What lines of the data hold the string "ParOldGen"? Pull each one out.

● Data for processing:
= Beginning of Section =

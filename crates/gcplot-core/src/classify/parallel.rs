//! Parallel (throughput) collector line shapes.
//!
//! `PSYoungGen` scavenges report young plus combined figures; the old
//! generation is derived by subtraction. Full collections report every
//! generation explicitly, including the permanent generation on pre-8
//! JVMs and metaspace afterwards.

use crate::event::{Event, EventKind, Trigger};

use super::scan::{
    find_worker_times, take_mem_triple, take_optional_cause, take_secs_duration,
    take_timestamp_prefix,
};
use super::{ClassifyContext, Matcher, make_pause};

pub(super) const MATCHERS: &[Matcher] = &[ps_full, ps_young];

/// `19810.091: [GC [PSYoungGen: 27808K->632K(28032K)] 160183K->133159K(585088K), 0.0225213 secs]`
/// with an optional cause after `[GC` on 8+ and `[GC--` for a failed
/// scavenge.
fn ps_young(line: &str, ctx: &ClassifyContext) -> Option<Event> {
    let (ts, rest) = take_timestamp_prefix(line, ctx.jvm_start)?;
    let rest = rest.strip_prefix("[GC")?;
    let (trigger, rest) = match rest.strip_prefix("--") {
        Some(r) => (Trigger::PromotionFailed, r),
        None => take_optional_cause(rest.strip_prefix(' ').unwrap_or(rest)),
    };

    let rest = rest.trim_start().strip_prefix("[PSYoungGen: ")?;
    let (young, rest) = take_mem_triple(rest)?;
    let rest = rest.strip_prefix("] ")?;
    let (combined, rest) = take_mem_triple(rest)?;
    let rest = rest.strip_prefix(", ")?;
    let (duration_us, rest) = take_secs_duration(rest)?;
    rest.strip_prefix(']')?;

    let mut pause = make_pause(EventKind::PsYoung, ts, duration_us, trigger);
    pause.regions.young = Some(young);
    pause.regions.combined = Some(combined);
    pause.regions.derive_old_from_combined();
    pause.worker = find_worker_times(line);
    Some(Event::Pause(pause))
}

/// `[Full GC (System.gc()) [PSYoungGen: ...] [ParOldGen: ...] <combined>,
/// [Metaspace: ...], 0.0589214 secs]`; pre-8 logs print `[PSPermGen: ...]`.
fn ps_full(line: &str, ctx: &ClassifyContext) -> Option<Event> {
    let (ts, rest) = take_timestamp_prefix(line, ctx.jvm_start)?;
    let rest = rest.strip_prefix("[Full GC")?;
    let (trigger, rest) = take_optional_cause(rest.strip_prefix(' ').unwrap_or(rest));

    let rest = rest.trim_start().strip_prefix("[PSYoungGen: ")?;
    let (young, rest) = take_mem_triple(rest)?;
    let rest = rest.strip_prefix("] ")?;
    let rest = rest.strip_prefix("[ParOldGen: ")?;
    let (old, rest) = take_mem_triple(rest)?;
    let rest = rest.strip_prefix("] ")?;
    let (combined, mut rest) = take_mem_triple(rest)?;

    let mut pause = make_pause(EventKind::PsFull, ts, 0, trigger);
    pause.regions.young = Some(young);
    pause.regions.old = Some(old);
    pause.regions.combined = Some(combined);

    rest = rest.trim_start_matches(|c| c == ',' || c == ' ');
    for (tag, perm) in [("[PSPermGen: ", true), ("[Metaspace: ", false)] {
        if let Some(r) = rest.strip_prefix(tag) {
            let (meta, r) = take_mem_triple(r)?;
            rest = r.strip_prefix(']')?.trim_start_matches(|c| c == ',' || c == ' ');
            pause.regions.class_metadata = Some(meta);
            pause.perm_gen = perm;
            break;
        }
    }

    let (duration_us, rest) = take_secs_duration(rest)?;
    rest.strip_prefix(']')?;
    pause.duration_us = duration_us;
    pause.worker = find_worker_times(line);
    Some(Event::Pause(pause))
}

= End of Section =

● Solved problem:
/// `[Full GC (System.gc()) [PSYoungGen: ...] [ParOldGen: ...] <combined>,
    let rest = rest.strip_prefix("[ParOldGen: ")?;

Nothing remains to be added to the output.